§ **How to complete this task**:
All records given below must be printed word for word.

§ **Stored data**:
=== Section Start ===

use anyhow::Result;

use crate::ml::{init::Initializer, Batch, LayerError, LayerValues, NodeValue, RngStrategy};

use super::{apply_update, GradientBuffer, GradientCombinator, Layer, Updatable, UpdateRule};

/// Affine map `y = xW + b`. `W` is stored input-major (`inputs_count` rows of `outputs_count`)
/// and makes up the weight vector; the bias is auxiliary and starts at zero.
#[derive(Debug, Clone)]
pub struct FullyConnected {
    weights: LayerValues,
    bias: LayerValues,
    inputs_count: usize,
    outputs_count: usize,
    inputs: Option<Batch<LayerValues>>,
    gradients: GradientBuffer,
}

impl FullyConnected {
    pub fn new(
        inputs_count: usize,
        outputs_count: usize,
        initializer: &Initializer,
        rng: &RngStrategy,
    ) -> Self {
        let mut weights = LayerValues::zeros(inputs_count * outputs_count);
        initializer.apply(weights.iter_mut(), inputs_count, rng);

        Self {
            weights,
            bias: LayerValues::zeros(outputs_count),
            inputs_count,
            outputs_count,
            inputs: None,
            gradients: GradientBuffer::new(inputs_count * outputs_count, outputs_count),
        }
    }

    pub fn inputs_count(&self) -> usize {
        self.inputs_count
    }

    pub fn outputs_count(&self) -> usize {
        self.outputs_count
    }

    pub fn bias(&self) -> &[NodeValue] {
        &self.bias
    }

    fn forward_row(&self, inputs: &LayerValues) -> Result<LayerValues> {
        inputs.assert_length_equals(self.inputs_count, "fully connected forward inputs")?;

        let mut outputs = self.bias.clone();
        for (x, row) in inputs.iter().zip(self.weights.chunks_exact(self.outputs_count.max(1))) {
            outputs.iter_mut().zip(row).for_each(|(y, w)| *y += x * w);
        }
        Ok(outputs)
    }

    fn backward_row(&self, inputs: &LayerValues, delta: &LayerValues) -> (LayerValues, LayerValues) {
        let outputs_count = self.outputs_count;
        let mut gradients = LayerValues::zeros(self.gradients.len());
        let (weight_gradients, bias_gradients) = gradients.split_at_mut(self.weights.len());

        let mut input_gradients = LayerValues::zeros(self.inputs_count);
        let rows = self.weights.chunks_exact(outputs_count.max(1));
        let gradient_rows = weight_gradients.chunks_exact_mut(outputs_count.max(1));

        for (((x, dx), row), gradient_row) in inputs
            .iter()
            .zip(input_gradients.iter_mut())
            .zip(rows)
            .zip(gradient_rows)
        {
            for ((w, g), d) in row.iter().zip(gradient_row.iter_mut()).zip(delta.iter()) {
                *g = x * d;
                *dx += w * d;
            }
        }
        bias_gradients.copy_from_slice(delta);

        (gradients, input_gradients)
    }
}

impl Layer for FullyConnected {
    fn forward(
        &mut self,
        inputs: &Batch<LayerValues>,
        _is_training: bool,
    ) -> Result<Batch<LayerValues>> {
        let outputs = inputs.try_map(|_, x| self.forward_row(x))?;
        self.inputs = Some(inputs.clone());
        Ok(outputs)
    }

    fn backward(&mut self, deltas: &Batch<LayerValues>) -> Result<Batch<LayerValues>> {
        let inputs = self.inputs.as_ref().ok_or(LayerError::MissingForward {
            context: "fully connected backward",
        })?;
        deltas.assert_size_equals(inputs.len(), "fully connected backward")?;
        deltas.assert_example_lengths(self.outputs_count, "fully connected backward deltas")?;

        let (gradients, input_gradients) = deltas
            .try_map(|idx, delta| Ok(self.backward_row(&inputs[idx], delta)))?
            .unzip();

        self.gradients.store(gradients, "fully connected gradients")?;
        Ok(input_gradients)
    }
}

impl Updatable for FullyConnected {
    fn weights(&self) -> &[NodeValue] {
        &self.weights
    }

    fn weights_mut(&mut self) -> &mut [NodeValue] {
        &mut self.weights
    }

    fn aux(&self) -> &[NodeValue] {
        &self.bias
    }

    fn aux_mut(&mut self) -> &mut [NodeValue] {
        &mut self.bias
    }

    fn gradient_len(&self) -> usize {
        self.gradients.len()
    }

    fn gradients(&self) -> Result<Batch<LayerValues>> {
        Ok(self.gradients.snapshot())
    }

    fn set_gradients(&mut self, combinator: GradientCombinator<'_>) {
        self.gradients.combine(combinator);
    }

    fn update(&mut self, gradients: &Batch<LayerValues>, rule: UpdateRule<'_>) -> Result<()> {
        apply_update(
            &mut self.weights,
            &mut self.bias,
            gradients,
            rule,
            "fully connected update",
        )
    }
}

=== Section End ===

§ **Task answer**:
use anyhow::Result;

use crate::ml::{init::Initializer, Batch, LayerError, LayerValues, NodeValue, RngStrategy};

use super::{apply_update, GradientBuffer, GradientCombinator, Layer, Updatable, UpdateRule};

/// Affine map `y = xW + b`. `W` is stored input-major (`inputs_count` rows of `outputs_count`)
/// and makes up the weight vector; the bias is auxiliary and starts at zero.
#[derive(Debug, Clone)]
pub struct FullyConnected {
    weights: LayerValues,
    bias: LayerValues,
    inputs_count: usize,
    outputs_count: usize,
    inputs: Option<Batch<LayerValues>>,
    gradients: GradientBuffer,
}

impl FullyConnected {
    pub fn new(
        inputs_count: usize,
        outputs_count: usize,
        initializer: &Initializer,
        rng: &RngStrategy,
    ) -> Self {
        let mut weights = LayerValues::zeros(inputs_count * outputs_count);
        initializer.apply(weights.iter_mut(), inputs_count, rng);

        Self {
            weights,
            bias: LayerValues::zeros(outputs_count),
            inputs_count,
            outputs_count,
            inputs: None,
            gradients: GradientBuffer::new(inputs_count * outputs_count, outputs_count),
        }
    }

    pub fn inputs_count(&self) -> usize {
        self.inputs_count
    }

    pub fn outputs_count(&self) -> usize {
        self.outputs_count
    }

    pub fn bias(&self) -> &[NodeValue] {
        &self.bias
    }

    fn forward_row(&self, inputs: &LayerValues) -> Result<LayerValues> {
        inputs.assert_length_equals(self.inputs_count, "fully connected forward inputs")?;

        let mut outputs = self.bias.clone();
        for (x, row) in inputs.iter().zip(self.weights.chunks_exact(self.outputs_count.max(1))) {
            outputs.iter_mut().zip(row).for_each(|(y, w)| *y += x * w);
        }
        Ok(outputs)
    }

    fn backward_row(&self, inputs: &LayerValues, delta: &LayerValues) -> (LayerValues, LayerValues) {
        let outputs_count = self.outputs_count;
        let mut gradients = LayerValues::zeros(self.gradients.len());
        let (weight_gradients, bias_gradients) = gradients.split_at_mut(self.weights.len());

        let mut input_gradients = LayerValues::zeros(self.inputs_count);
        let rows = self.weights.chunks_exact(outputs_count.max(1));
        let gradient_rows = weight_gradients.chunks_exact_mut(outputs_count.max(1));

        for (((x, dx), row), gradient_row) in inputs
            .iter()
            .zip(input_gradients.iter_mut())
            .zip(rows)
            .zip(gradient_rows)
        {
            for ((w, g), d) in row.iter().zip(gradient_row.iter_mut()).zip(delta.iter()) {
                *g = x * d;
                *dx += w * d;
            }
        }
        bias_gradients.copy_from_slice(delta);

        (gradients, input_gradients)
    }
}

impl Layer for FullyConnected {
    fn forward(
        &mut self,
        inputs: &Batch<LayerValues>,
        _is_training: bool,
    ) -> Result<Batch<LayerValues>> {
        let outputs = inputs.try_map(|_, x| self.forward_row(x))?;
        self.inputs = Some(inputs.clone());
        Ok(outputs)
    }

    fn backward(&mut self, deltas: &Batch<LayerValues>) -> Result<Batch<LayerValues>> {
        let inputs = self.inputs.as_ref().ok_or(LayerError::MissingForward {
            context: "fully connected backward",
        })?;
        deltas.assert_size_equals(inputs.len(), "fully connected backward")?;
        deltas.assert_example_lengths(self.outputs_count, "fully connected backward deltas")?;

        let (gradients, input_gradients) = deltas
            .try_map(|idx, delta| Ok(self.backward_row(&inputs[idx], delta)))?
            .unzip();

        self.gradients.store(gradients, "fully connected gradients")?;
        Ok(input_gradients)
    }
}

impl Updatable for FullyConnected {
    fn weights(&self) -> &[NodeValue] {
        &self.weights
    }

    fn weights_mut(&mut self) -> &mut [NodeValue] {
        &mut self.weights
    }

    fn aux(&self) -> &[NodeValue] {
        &self.bias
    }

    fn aux_mut(&mut self) -> &mut [NodeValue] {
        &mut self.bias
    }

    fn gradient_len(&self) -> usize {
        self.gradients.len()
    }

    fn gradients(&self) -> Result<Batch<LayerValues>> {
        Ok(self.gradients.snapshot())
    }

    fn set_gradients(&mut self, combinator: GradientCombinator<'_>) {
        self.gradients.combine(combinator);
    }

    fn update(&mut self, gradients: &Batch<LayerValues>, rule: UpdateRule<'_>) -> Result<()> {
        apply_update(
            &mut self.weights,
            &mut self.bias,
            gradients,
            rule,
            "fully connected update",
        )
    }
}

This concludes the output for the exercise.